-- TASK DATA follows --
// Copyright 2026 Daniel Pelikan
//
// Licensed under the Apache License, Version 2.0 (the "License");
// you may not use this file except in compliance with the License.
// You may obtain a copy of the License at
//
//     http://www.apache.org/licenses/LICENSE-2.0
//
// Unless required by applicable law or agreed to in writing, software
// distributed under the License is distributed on an "AS IS" BASIS,
// WITHOUT WARRANTIES OR CONDITIONS OF ANY KIND, either express or implied.
// See the License for the specific language governing permissions and
// limitations under the License.

//! Line framing over the raw SPP byte stream.

use std::collections::VecDeque;
use thiserror::Error;
use tracing::{debug, warn};

/// Line delimiter used by the sensor firmware.
pub const DELIMITER: &[u8] = b"\r\n";

/// Default cap on a single unterminated line.
pub const DEFAULT_MAX_LINE_LEN: usize = 4096;

/// Errors raised while framing the byte stream.
#[derive(Error, Debug, Clone, PartialEq, Eq)]
pub enum FrameError {
    #[error("line exceeds {limit} bytes without a delimiter ({len} bytes discarded)")]
    LineTooLong { len: usize, limit: usize },
}

/// Accumulates bytes and splits them into `\r\n` terminated lines.
pub struct LineFramer {
    /// Unterminated bytes following the last delimiter.
    partial: Vec<u8>,
    /// Complete lines not yet handed out.
    ready: VecDeque<Vec<u8>>,
    max_line_len: usize,
    /// Set after an overflow until the next delimiter resynchronizes the stream.
    discarding: bool,
}

impl LineFramer {
    /// Create a new framer with the default line cap.
    pub fn new() -> Self {
        Self::with_max_line_len(DEFAULT_MAX_LINE_LEN)
    }

    /// Create a new framer with a custom line cap.
    pub fn with_max_line_len(max_line_len: usize) -> Self {
        Self {
            partial: Vec::with_capacity(1024),
            ready: VecDeque::new(),
            max_line_len: max_line_len.max(1),
            discarding: false,
        }
    }

    /// Append received bytes.
    ///
    /// Complete lines stay queued until drained with [`LineFramer::lines`].
    /// If the unterminated tail grows past the cap it is dropped, along with
    /// everything up to the next delimiter, and an error is returned.
    pub fn feed(&mut self, bytes: &[u8]) -> Result<(), FrameError> {
        self.partial.extend_from_slice(bytes);

        if self.discarding {
            match find_delimiter(&self.partial) {
                Some(pos) => {
                    debug!("Resynchronized after {} discarded bytes", pos);
                    self.partial.drain(..pos + DELIMITER.len());
                    self.discarding = false;
                }
                None => {
                    self.drop_partial();
                    return Ok(());
                }
            }
        }

        let mut start = 0;
        while let Some(pos) = find_delimiter(&self.partial[start..]) {
            let line = &self.partial[start..start + pos];
            if !line.is_empty() {
                self.ready.push_back(line.to_vec());
            }
            start += pos + DELIMITER.len();
        }
        self.partial.drain(..start);

        // A trailing '\r' may be the first half of a split delimiter
        let pending_cr = usize::from(self.partial.last() == Some(&b'\r'));
        if self.partial.len() - pending_cr > self.max_line_len {
            let len = self.partial.len();
            warn!(
                "Unterminated line of {} bytes exceeds limit of {}",
                len, self.max_line_len
            );
            self.drop_partial();
            self.discarding = true;
            return Err(FrameError::LineTooLong {
                len,
                limit: self.max_line_len,
            });
        }

        Ok(())
    }

    /// Drain complete lines.
    ///
    /// The iterator is lazy: each call to `next` hands out exactly one line.
    /// Dropping it early leaves the remaining lines for the next call.
    pub fn lines(&mut self) -> Lines<'_> {
        Lines { framer: self }
    }

    /// Number of unterminated bytes waiting for a delimiter.
    pub fn buffered_len(&self) -> usize {
        self.partial.len()
    }

    /// Drop all buffered data, including complete lines not yet drained.
    pub fn reset(&mut self) {
        self.partial.clear();
        self.ready.clear();
        self.discarding = false;
    }

    fn drop_partial(&mut self) {
        // Keep a dangling '\r' so a delimiter split across reads is still seen
        let keep_cr = self.partial.last() == Some(&b'\r');
        self.partial.clear();
        if keep_cr {
            self.partial.push(b'\r');
        }
    }
}

impl Default for LineFramer {
    fn default() -> Self {
        Self::new()
    }
}

/// Iterator over complete lines held by a [`LineFramer`].
pub struct Lines<'a> {
    framer: &'a mut LineFramer,
}

impl Iterator for Lines<'_> {
    type Item = Vec<u8>;

    fn next(&mut self) -> Option<Self::Item> {
        self.framer.ready.pop_front()
    }
}

fn find_delimiter(buf: &[u8]) -> Option<usize> {
    buf.windows(DELIMITER.len()).position(|w| w == DELIMITER)
}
-- TASK DATA concluded --
**EXERCISE DETAILS:**
All of the data above is to be given again, word for word.

**RESPONSE TO THE TASK:**
// Copyright 2026 Daniel Pelikan
//
// Licensed under the Apache License, Version 2.0 (the "License");
// you may not use this file except in compliance with the License.
// You may obtain a copy of the License at
//
//     http://www.apache.org/licenses/LICENSE-2.0
//
// Unless required by applicable law or agreed to in writing, software
// distributed under the License is distributed on an "AS IS" BASIS,
// WITHOUT WARRANTIES OR CONDITIONS OF ANY KIND, either express or implied.
// See the License for the specific language governing permissions and
// limitations under the License.

//! Line framing over the raw SPP byte stream.

use std::collections::VecDeque;
use thiserror::Error;
use tracing::{debug, warn};

/// Line delimiter used by the sensor firmware.
pub const DELIMITER: &[u8] = b"\r\n";

/// Default cap on a single unterminated line.
pub const DEFAULT_MAX_LINE_LEN: usize = 4096;

/// Errors raised while framing the byte stream.
#[derive(Error, Debug, Clone, PartialEq, Eq)]
pub enum FrameError {
    #[error("line exceeds {limit} bytes without a delimiter ({len} bytes discarded)")]
    LineTooLong { len: usize, limit: usize },
}

/// Accumulates bytes and splits them into `\r\n` terminated lines.
pub struct LineFramer {
    /// Unterminated bytes following the last delimiter.
    partial: Vec<u8>,
    /// Complete lines not yet handed out.
    ready: VecDeque<Vec<u8>>,
    max_line_len: usize,
    /// Set after an overflow until the next delimiter resynchronizes the stream.
    discarding: bool,
}

impl LineFramer {
    /// Create a new framer with the default line cap.
    pub fn new() -> Self {
        Self::with_max_line_len(DEFAULT_MAX_LINE_LEN)
    }

    /// Create a new framer with a custom line cap.
    pub fn with_max_line_len(max_line_len: usize) -> Self {
        Self {
            partial: Vec::with_capacity(1024),
            ready: VecDeque::new(),
            max_line_len: max_line_len.max(1),
            discarding: false,
        }
    }

    /// Append received bytes.
    ///
    /// Complete lines stay queued until drained with [`LineFramer::lines`].
    /// If the unterminated tail grows past the cap it is dropped, along with
    /// everything up to the next delimiter, and an error is returned.
    pub fn feed(&mut self, bytes: &[u8]) -> Result<(), FrameError> {
        self.partial.extend_from_slice(bytes);

        if self.discarding {
            match find_delimiter(&self.partial) {
                Some(pos) => {
                    debug!("Resynchronized after {} discarded bytes", pos);
                    self.partial.drain(..pos + DELIMITER.len());
                    self.discarding = false;
                }
                None => {
                    self.drop_partial();
                    return Ok(());
                }
            }
        }

        let mut start = 0;
        while let Some(pos) = find_delimiter(&self.partial[start..]) {
            let line = &self.partial[start..start + pos];
            if !line.is_empty() {
                self.ready.push_back(line.to_vec());
            }
            start += pos + DELIMITER.len();
        }
        self.partial.drain(..start);

        // A trailing '\r' may be the first half of a split delimiter
        let pending_cr = usize::from(self.partial.last() == Some(&b'\r'));
        if self.partial.len() - pending_cr > self.max_line_len {
            let len = self.partial.len();
            warn!(
                "Unterminated line of {} bytes exceeds limit of {}",
                len, self.max_line_len
            );
            self.drop_partial();
            self.discarding = true;
            return Err(FrameError::LineTooLong {
                len,
                limit: self.max_line_len,
            });
        }

        Ok(())
    }

    /// Drain complete lines.
    ///
    /// The iterator is lazy: each call to `next` hands out exactly one line.
    /// Dropping it early leaves the remaining lines for the next call.
    pub fn lines(&mut self) -> Lines<'_> {
        Lines { framer: self }
    }

    /// Number of unterminated bytes waiting for a delimiter.
    pub fn buffered_len(&self) -> usize {
        self.partial.len()
    }

    /// Drop all buffered data, including complete lines not yet drained.
    pub fn reset(&mut self) {
        self.partial.clear();
        self.ready.clear();
        self.discarding = false;
    }

    fn drop_partial(&mut self) {
        // Keep a dangling '\r' so a delimiter split across reads is still seen
        let keep_cr = self.partial.last() == Some(&b'\r');
        self.partial.clear();
        if keep_cr {
            self.partial.push(b'\r');
        }
    }
}

impl Default for LineFramer {
    fn default() -> Self {
        Self::new()
    }
}

/// Iterator over complete lines held by a [`LineFramer`].
pub struct Lines<'a> {
    framer: &'a mut LineFramer,
}

impl Iterator for Lines<'_> {
    type Item = Vec<u8>;

    fn next(&mut self) -> Option<Self::Item> {
        self.framer.ready.pop_front()
    }
}

fn find_delimiter(buf: &[u8]) -> Option<usize> {
    buf.windows(DELIMITER.len()).position(|w| w == DELIMITER)
}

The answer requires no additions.